__PROBLEM REQUIREMENTS__
For each line in the records that contains "reference", make a copy.

*** DATA SHOWN Section Begins ***

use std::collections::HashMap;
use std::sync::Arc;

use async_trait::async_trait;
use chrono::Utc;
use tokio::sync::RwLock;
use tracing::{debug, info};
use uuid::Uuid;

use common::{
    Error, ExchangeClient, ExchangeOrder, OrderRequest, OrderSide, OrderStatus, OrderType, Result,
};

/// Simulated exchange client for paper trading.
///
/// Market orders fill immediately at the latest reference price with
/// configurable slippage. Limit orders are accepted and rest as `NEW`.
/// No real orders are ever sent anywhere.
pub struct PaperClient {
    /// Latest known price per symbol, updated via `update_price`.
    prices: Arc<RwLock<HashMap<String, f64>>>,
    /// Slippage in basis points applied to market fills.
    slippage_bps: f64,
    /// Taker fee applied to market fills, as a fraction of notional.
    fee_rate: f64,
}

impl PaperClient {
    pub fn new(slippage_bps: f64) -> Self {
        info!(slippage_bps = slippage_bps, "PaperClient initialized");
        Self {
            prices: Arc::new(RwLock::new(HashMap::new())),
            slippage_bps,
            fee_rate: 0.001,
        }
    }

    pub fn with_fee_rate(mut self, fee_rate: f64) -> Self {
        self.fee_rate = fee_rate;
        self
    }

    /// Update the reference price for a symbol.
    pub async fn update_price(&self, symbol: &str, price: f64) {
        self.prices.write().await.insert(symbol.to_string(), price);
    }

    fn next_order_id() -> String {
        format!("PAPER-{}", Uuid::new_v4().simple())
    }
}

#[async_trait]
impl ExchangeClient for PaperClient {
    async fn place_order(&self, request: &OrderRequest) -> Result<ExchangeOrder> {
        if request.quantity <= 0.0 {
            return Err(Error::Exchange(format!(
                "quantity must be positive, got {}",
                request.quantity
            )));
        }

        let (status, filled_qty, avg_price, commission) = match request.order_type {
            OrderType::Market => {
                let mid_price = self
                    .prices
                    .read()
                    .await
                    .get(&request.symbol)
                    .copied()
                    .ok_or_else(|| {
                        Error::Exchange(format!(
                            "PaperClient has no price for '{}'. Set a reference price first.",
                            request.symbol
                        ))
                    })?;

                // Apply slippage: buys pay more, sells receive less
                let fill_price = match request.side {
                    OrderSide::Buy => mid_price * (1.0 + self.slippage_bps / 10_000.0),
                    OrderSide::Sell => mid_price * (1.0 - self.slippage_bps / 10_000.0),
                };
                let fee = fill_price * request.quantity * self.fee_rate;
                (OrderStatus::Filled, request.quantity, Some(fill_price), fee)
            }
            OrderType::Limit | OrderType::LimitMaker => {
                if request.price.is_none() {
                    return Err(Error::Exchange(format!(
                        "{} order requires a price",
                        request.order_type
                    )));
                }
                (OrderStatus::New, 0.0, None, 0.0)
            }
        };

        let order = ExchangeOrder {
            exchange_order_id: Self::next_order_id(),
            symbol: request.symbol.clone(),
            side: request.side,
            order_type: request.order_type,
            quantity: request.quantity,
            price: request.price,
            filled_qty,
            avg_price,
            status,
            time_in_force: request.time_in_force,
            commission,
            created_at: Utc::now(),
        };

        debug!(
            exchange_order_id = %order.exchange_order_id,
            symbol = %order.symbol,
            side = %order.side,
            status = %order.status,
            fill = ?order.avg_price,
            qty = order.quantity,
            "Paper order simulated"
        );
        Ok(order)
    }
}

*** DATA SHOWN Section Ends ***
*** DATA SHOWN Section Begins ***

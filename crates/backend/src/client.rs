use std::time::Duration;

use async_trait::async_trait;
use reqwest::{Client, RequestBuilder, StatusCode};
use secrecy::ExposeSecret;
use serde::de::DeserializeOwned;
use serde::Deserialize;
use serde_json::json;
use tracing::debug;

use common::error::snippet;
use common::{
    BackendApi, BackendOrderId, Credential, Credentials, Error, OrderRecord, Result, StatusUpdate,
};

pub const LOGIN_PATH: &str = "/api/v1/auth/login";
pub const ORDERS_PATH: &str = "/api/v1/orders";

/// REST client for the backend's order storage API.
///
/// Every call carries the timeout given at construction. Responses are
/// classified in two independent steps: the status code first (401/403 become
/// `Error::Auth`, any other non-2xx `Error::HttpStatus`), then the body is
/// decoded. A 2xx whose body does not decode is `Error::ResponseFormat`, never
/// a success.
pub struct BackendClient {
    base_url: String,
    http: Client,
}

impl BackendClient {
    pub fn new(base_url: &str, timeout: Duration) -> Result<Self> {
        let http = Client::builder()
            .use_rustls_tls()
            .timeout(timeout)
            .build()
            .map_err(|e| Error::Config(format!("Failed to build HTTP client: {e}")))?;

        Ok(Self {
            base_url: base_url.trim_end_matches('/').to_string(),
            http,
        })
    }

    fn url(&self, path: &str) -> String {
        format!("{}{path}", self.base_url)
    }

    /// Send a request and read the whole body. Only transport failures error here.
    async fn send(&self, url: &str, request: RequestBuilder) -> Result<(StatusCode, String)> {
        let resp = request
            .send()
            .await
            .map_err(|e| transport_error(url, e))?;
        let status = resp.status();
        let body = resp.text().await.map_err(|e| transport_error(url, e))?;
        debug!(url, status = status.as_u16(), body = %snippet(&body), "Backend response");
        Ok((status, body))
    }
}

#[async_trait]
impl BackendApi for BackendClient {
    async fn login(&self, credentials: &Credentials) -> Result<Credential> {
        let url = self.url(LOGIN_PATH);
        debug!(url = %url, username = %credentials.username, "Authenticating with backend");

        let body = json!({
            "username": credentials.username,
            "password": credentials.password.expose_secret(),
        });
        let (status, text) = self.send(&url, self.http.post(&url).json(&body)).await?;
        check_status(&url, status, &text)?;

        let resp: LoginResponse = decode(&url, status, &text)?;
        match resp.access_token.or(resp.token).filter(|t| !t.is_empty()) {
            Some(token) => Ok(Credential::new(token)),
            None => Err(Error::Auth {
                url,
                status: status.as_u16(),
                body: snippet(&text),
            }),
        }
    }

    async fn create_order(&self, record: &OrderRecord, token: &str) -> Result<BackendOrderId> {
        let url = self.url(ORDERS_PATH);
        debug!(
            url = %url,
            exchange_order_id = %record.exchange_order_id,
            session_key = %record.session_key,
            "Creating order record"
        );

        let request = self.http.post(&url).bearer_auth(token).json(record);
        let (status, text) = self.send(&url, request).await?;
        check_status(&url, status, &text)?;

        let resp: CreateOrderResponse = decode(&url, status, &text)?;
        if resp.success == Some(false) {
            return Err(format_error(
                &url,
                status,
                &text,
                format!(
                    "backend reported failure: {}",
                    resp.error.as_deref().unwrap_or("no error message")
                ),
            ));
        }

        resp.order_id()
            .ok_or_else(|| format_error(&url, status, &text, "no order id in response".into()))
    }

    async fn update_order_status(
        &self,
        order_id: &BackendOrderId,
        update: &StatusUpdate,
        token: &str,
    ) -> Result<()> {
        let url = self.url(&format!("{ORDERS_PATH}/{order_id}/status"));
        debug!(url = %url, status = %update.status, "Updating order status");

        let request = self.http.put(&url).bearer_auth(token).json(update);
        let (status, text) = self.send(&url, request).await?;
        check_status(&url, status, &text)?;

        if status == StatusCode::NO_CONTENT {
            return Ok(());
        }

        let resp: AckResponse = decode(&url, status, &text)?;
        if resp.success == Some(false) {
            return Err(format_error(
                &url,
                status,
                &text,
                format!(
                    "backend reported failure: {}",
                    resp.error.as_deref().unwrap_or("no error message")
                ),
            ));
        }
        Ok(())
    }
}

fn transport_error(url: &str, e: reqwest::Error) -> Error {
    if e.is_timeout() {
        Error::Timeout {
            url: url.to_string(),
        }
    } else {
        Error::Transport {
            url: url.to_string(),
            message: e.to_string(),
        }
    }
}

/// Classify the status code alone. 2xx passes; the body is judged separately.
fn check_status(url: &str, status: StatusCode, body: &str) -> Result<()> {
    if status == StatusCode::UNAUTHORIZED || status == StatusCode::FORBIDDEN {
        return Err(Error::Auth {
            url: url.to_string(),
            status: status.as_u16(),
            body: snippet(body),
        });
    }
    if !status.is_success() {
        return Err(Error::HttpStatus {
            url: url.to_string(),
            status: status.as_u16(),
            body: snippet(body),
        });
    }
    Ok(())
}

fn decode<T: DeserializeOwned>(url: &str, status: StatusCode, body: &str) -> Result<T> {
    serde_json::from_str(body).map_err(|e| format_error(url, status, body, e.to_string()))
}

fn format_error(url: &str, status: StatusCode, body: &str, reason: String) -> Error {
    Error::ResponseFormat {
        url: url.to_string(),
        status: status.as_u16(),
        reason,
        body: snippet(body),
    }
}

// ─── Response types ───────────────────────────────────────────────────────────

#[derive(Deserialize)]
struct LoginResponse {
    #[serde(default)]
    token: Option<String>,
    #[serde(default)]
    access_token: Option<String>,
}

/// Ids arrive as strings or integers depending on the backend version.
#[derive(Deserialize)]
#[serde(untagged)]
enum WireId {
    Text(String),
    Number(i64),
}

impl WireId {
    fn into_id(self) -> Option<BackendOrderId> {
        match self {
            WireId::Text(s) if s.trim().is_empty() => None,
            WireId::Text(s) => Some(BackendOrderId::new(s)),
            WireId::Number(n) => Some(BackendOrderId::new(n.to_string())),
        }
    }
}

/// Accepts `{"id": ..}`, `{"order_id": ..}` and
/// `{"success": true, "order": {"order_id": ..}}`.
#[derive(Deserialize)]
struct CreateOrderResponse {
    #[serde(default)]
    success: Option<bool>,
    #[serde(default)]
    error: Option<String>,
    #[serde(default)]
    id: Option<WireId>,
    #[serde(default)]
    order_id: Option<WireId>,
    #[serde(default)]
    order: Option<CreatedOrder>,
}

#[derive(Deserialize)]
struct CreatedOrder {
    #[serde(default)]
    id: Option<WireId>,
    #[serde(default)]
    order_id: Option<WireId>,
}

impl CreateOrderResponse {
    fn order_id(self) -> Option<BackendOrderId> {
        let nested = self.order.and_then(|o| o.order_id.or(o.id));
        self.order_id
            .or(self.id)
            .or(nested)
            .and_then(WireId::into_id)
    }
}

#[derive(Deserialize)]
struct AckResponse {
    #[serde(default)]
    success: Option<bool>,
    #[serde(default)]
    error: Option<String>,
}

*** DATA SHOWN Section Ends ***

__WRITTEN SOLUTION__
/// Market orders fill immediately at the latest reference price with
    /// Update the reference price for a symbol.
                            "PaperClient has no price for '{}'. Set a reference price first.",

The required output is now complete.